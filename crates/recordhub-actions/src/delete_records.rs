//! "Delete records" action of the multiple-records action menu.
//!
//! The action is offered only when deleting is allowed for the current
//! selection. Clicking opens a confirmation modal; confirming fetches the ids
//! of every targeted record, clears the table selection and soft-deletes
//! the ids in a single batch.

use recordhub_config::{DEFAULT_QUERY_PAGE_SIZE, QueryLimits};
use recordhub_core::{ObjectMetadataItem, ObjectRecord};
use tokio::sync::watch;
use tracing::{debug, info};

use crate::api::{DynRecordsApi, fetch_all_record_ids};
use crate::context_store::{ContextStore, RecordTableState, record_table_id};
use crate::error::{ActionError, Result};
use crate::filters::compute_context_store_filters;

pub struct DeleteMultipleRecordsAction {
    object: ObjectMetadataItem,
    store: ContextStore,
    table: RecordTableState,
    api: DynRecordsApi,
    has_read_only_permission: bool,
    batch_request_max_count: usize,
    page_size: usize,
    modal_open: watch::Sender<bool>,
}

impl DeleteMultipleRecordsAction {
    /// Creates the action for the current view of `store`.
    ///
    /// Fails when the store has no current view or `table` renders another view.
    pub fn new(
        object: ObjectMetadataItem,
        store: ContextStore,
        table: RecordTableState,
        api: DynRecordsApi,
        can_write: bool,
        limits: QueryLimits,
    ) -> Result<Self> {
        let view_id = store
            .snapshot()
            .current_view_id
            .ok_or_else(|| ActionError::validation("Current view ID is not defined"))?;

        let expected = record_table_id(&object.name_plural, &view_id);
        if table.table_id() != expected {
            return Err(ActionError::validation(format!(
                "record table '{}' does not belong to view '{view_id}'",
                table.table_id()
            )));
        }

        let (modal_open, _rx) = watch::channel(false);
        Ok(Self {
            object,
            store,
            table,
            api,
            has_read_only_permission: !can_write,
            batch_request_max_count: limits.batch_request_max_count,
            page_size: DEFAULT_QUERY_PAGE_SIZE.min(limits.query_max_records),
            modal_open,
        })
    }

    /// Whether the action is offered for the current state.
    pub fn should_be_registered(&self) -> bool {
        let state = self.store.snapshot();
        !self.has_read_only_permission
            && !self.object.is_remote
            && !state.has_soft_delete_filter()
            && state
                .number_of_selected_records
                .is_some_and(|count| count > 0 && count < self.batch_request_max_count)
    }

    /// Opens the confirmation modal when the action is offered.
    pub fn on_click(&self) {
        if !self.should_be_registered() {
            return;
        }
        self.modal_open.send_replace(true);
    }

    pub fn is_modal_open(&self) -> bool {
        *self.modal_open.borrow()
    }

    pub fn subscribe_modal(&self) -> watch::Receiver<bool> {
        self.modal_open.subscribe()
    }

    pub fn cancel(&self) {
        self.modal_open.send_replace(false);
    }

    /// Deletes every targeted record.
    ///
    /// The ids are collected before anything is deleted; the delete call
    /// receives exactly that set.
    pub async fn confirm(&self) -> Result<Vec<ObjectRecord>> {
        self.modal_open.send_replace(false);

        let state = self.store.snapshot();
        let filter = compute_context_store_filters(
            &state.targeted_records_rule,
            &state.filters,
            &self.object,
        )?;

        let ids = fetch_all_record_ids(
            self.api.as_ref(),
            &self.object.name_singular,
            &filter,
            self.page_size,
        )
        .await?;

        self.table.reset_selection();

        if ids.is_empty() {
            debug!(object = %self.object.name_singular, "No records left to delete");
            return Ok(Vec::new());
        }

        let deleted = self
            .api
            .delete_many_records(&self.object.name_singular, &ids)
            .await?;

        info!(
            object = %self.object.name_singular,
            requested = ids.len(),
            deleted = deleted.len(),
            "Deleted records"
        );
        Ok(deleted)
    }
}
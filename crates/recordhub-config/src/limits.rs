//! Row-count bounds applied to queries and batch mutations.

use serde::{Deserialize, Serialize};

use crate::ConfigError;

/// Hard cap on rows returned by one query.
pub const QUERY_MAX_RECORDS: usize = 60;

/// Page size used when paging through all matching records.
pub const DEFAULT_QUERY_PAGE_SIZE: usize = 60;

/// Largest id list accepted by a batch mutation.
pub const BACKEND_BATCH_REQUEST_MAX_COUNT: usize = 10_000;

#[derive(Debug, Clone, Copy, PartialEq, Eq, Serialize, Deserialize)]
pub struct QueryLimits {
    #[serde(default = "default_query_max_records")]
    pub query_max_records: usize,
    #[serde(default = "default_page_size")]
    pub default_page_size: usize,
    #[serde(default = "default_batch_max")]
    pub batch_request_max_count: usize,
}

fn default_query_max_records() -> usize {
    QUERY_MAX_RECORDS
}
fn default_page_size() -> usize {
    DEFAULT_QUERY_PAGE_SIZE
}
fn default_batch_max() -> usize {
    BACKEND_BATCH_REQUEST_MAX_COUNT
}

impl Default for QueryLimits {
    fn default() -> Self {
        Self {
            query_max_records: default_query_max_records(),
            default_page_size: default_page_size(),
            batch_request_max_count: default_batch_max(),
        }
    }
}

impl QueryLimits {
    /// Effective row limit: the requested one, capped at the query maximum.
    pub fn effective_limit(&self, requested: Option<usize>) -> usize {
        requested
            .unwrap_or(self.query_max_records)
            .min(self.query_max_records)
    }

    pub fn validate(&self) -> Result<(), ConfigError> {
        if self.query_max_records == 0 {
            return Err(ConfigError::validation("limits.query_max_records must be > 0"));
        }
        if self.default_page_size == 0 {
            return Err(ConfigError::validation("limits.default_page_size must be > 0"));
        }
        if self.default_page_size > self.query_max_records {
            return Err(ConfigError::validation(
                "limits.default_page_size must be <= limits.query_max_records",
            ));
        }
        if self.batch_request_max_count == 0 {
            return Err(ConfigError::validation(
                "limits.batch_request_max_count must be > 0",
            ));
        }
        Ok(())
    }
}

#[cfg(test)]
mod tests {
    use super::*;

    #[test]
    fn test_defaults() {
        let limits = QueryLimits::default();
        assert_eq!(limits.query_max_records, 60);
        assert_eq!(limits.default_page_size, 60);
        assert_eq!(limits.batch_request_max_count, 10_000);
        assert!(limits.validate().is_ok());
    }

    #[test]
    fn test_effective_limit() {
        let limits = QueryLimits::default();
        assert_eq!(limits.effective_limit(None), 60);
        assert_eq!(limits.effective_limit(Some(10)), 10);
        assert_eq!(limits.effective_limit(Some(500)), 60);
    }

    #[test]
    fn test_page_size_above_max_rejected() {
        let limits = QueryLimits {
            default_page_size: 100,
            ..Default::default()
        };
        assert!(limits.validate().is_err());
    }

    #[test]
    fn test_deserialize_partial_toml() {
        let limits: QueryLimits = toml::from_str("query_max_records = 200").unwrap();
        assert_eq!(limits.query_max_records, 200);
        assert_eq!(limits.default_page_size, DEFAULT_QUERY_PAGE_SIZE);
    }
}
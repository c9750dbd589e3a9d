use crate::error::CoreError;

/// Generate a new record id (UUID v4).
pub fn generate_id() -> String {
    uuid::Uuid::new_v4().to_string()
}

/// Record ids are UUIDs in every workspace schema.
pub fn validate_id(id: &str) -> Result<uuid::Uuid, CoreError> {
    uuid::Uuid::parse_str(id).map_err(|_| CoreError::InvalidId(id.to_string()))
}

#[cfg(test)]
mod tests {
    use super::*;

    #[test]
    fn generated_ids_validate() {
        let id = generate_id();
        assert!(validate_id(&id).is_ok());
    }

    #[test]
    fn rejects_non_uuid() {
        assert!(matches!(validate_id("abc"), Err(CoreError::InvalidId(_))));
    }
}
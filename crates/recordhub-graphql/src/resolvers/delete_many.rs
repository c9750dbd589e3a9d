//! Batch soft-delete resolver.
//!
//! Implements `delete{Plural}(recordIdsToDelete: [ID!]!)`. Every check runs
//! before storage is touched.

use async_graphql::ErrorExtensions;
use async_graphql::dynamic::{FieldFuture, ResolverContext};
use async_graphql::Value;
use recordhub_core::{ObjectRecord, validate_id};
use tracing::{debug, warn};

use super::format::format_records;
use super::{get_execution_context, json_to_graphql_value};
use crate::context::ExecutionContext;
use crate::error::GraphQLError;

/// Soft-deletes the given records and returns them as deleted.
///
/// Ids that do not exist or are already deleted are skipped.
pub async fn delete_many(
    ctx: &ExecutionContext,
    object_name: &str,
    ids: &[String],
) -> Result<Vec<ObjectRecord>, GraphQLError> {
    let object = ctx.object(object_name)?;

    if !ctx.auth.can_write(&object.name_singular) {
        return Err(GraphQLError::PermissionDenied {
            object: object.name_singular.clone(),
        });
    }
    if object.is_remote {
        return Err(GraphQLError::Validation(format!(
            "remote object '{}' cannot be deleted",
            object.name_singular
        )));
    }
    if ids.is_empty() {
        return Err(GraphQLError::Validation(
            "recordIdsToDelete must not be empty".into(),
        ));
    }
    let max = ctx.limits.batch_request_max_count;
    if ids.len() > max {
        return Err(GraphQLError::Validation(format!(
            "cannot delete {} records at once (maximum {max})",
            ids.len()
        )));
    }
    for id in ids {
        validate_id(id)?;
    }

    let rows = ctx
        .storage
        .soft_delete_many(&ctx.schema_name, &object.name_singular, ids)
        .await
        .map_err(|e| {
            warn!(error = %e, object = %object_name, "Storage error during delete_many");
            GraphQLError::from(e)
        })?;

    debug!(
        object = %object_name,
        requested = ids.len(),
        deleted = rows.len(),
        "Records soft deleted"
    );

    Ok(format_records(rows, object))
}

/// Resolver for `delete{Plural}` mutations.
pub struct DeleteManyResolver;

impl DeleteManyResolver {
    pub fn resolve(
        object_name: String,
    ) -> impl Fn(ResolverContext<'_>) -> FieldFuture<'_> + Send + Sync + Clone {
        move |ctx| {
            let object_name = object_name.clone();
            FieldFuture::new(async move {
                let exec = get_execution_context(&ctx)?;

                let ids = ctx
                    .args
                    .try_get("recordIdsToDelete")?
                    .list()?
                    .iter()
                    .map(|v| v.string().map(str::to_string))
                    .collect::<Result<Vec<_>, _>>()?;

                let records = delete_many(exec, &object_name, &ids)
                    .await
                    .map_err(|e| e.extend())?;

                Ok(Some(Value::List(
                    records
                        .into_iter()
                        .map(|r| json_to_graphql_value(r.into_value()))
                        .collect(),
                )))
            })
        }
    }
}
----------------
What to work on:
All that is wanted is a faithful reproduction of the line above with "assert_eq!(limits.effective_limit(Some(500)), 60);", the line with "let limits: QueryLimits", and every line in between.

Task solution:
        assert_eq!(limits.effective_limit(Some(500)), 60);
    }

    #[test]
    fn test_page_size_above_max_rejected() {
        let limits = QueryLimits {
            default_page_size: 100,
            ..Default::default()
        };
        assert!(limits.validate().is_err());
    }

    #[test]
    fn test_deserialize_partial_toml() {
        let limits: QueryLimits = toml::from_str("query_max_records = 200").unwrap();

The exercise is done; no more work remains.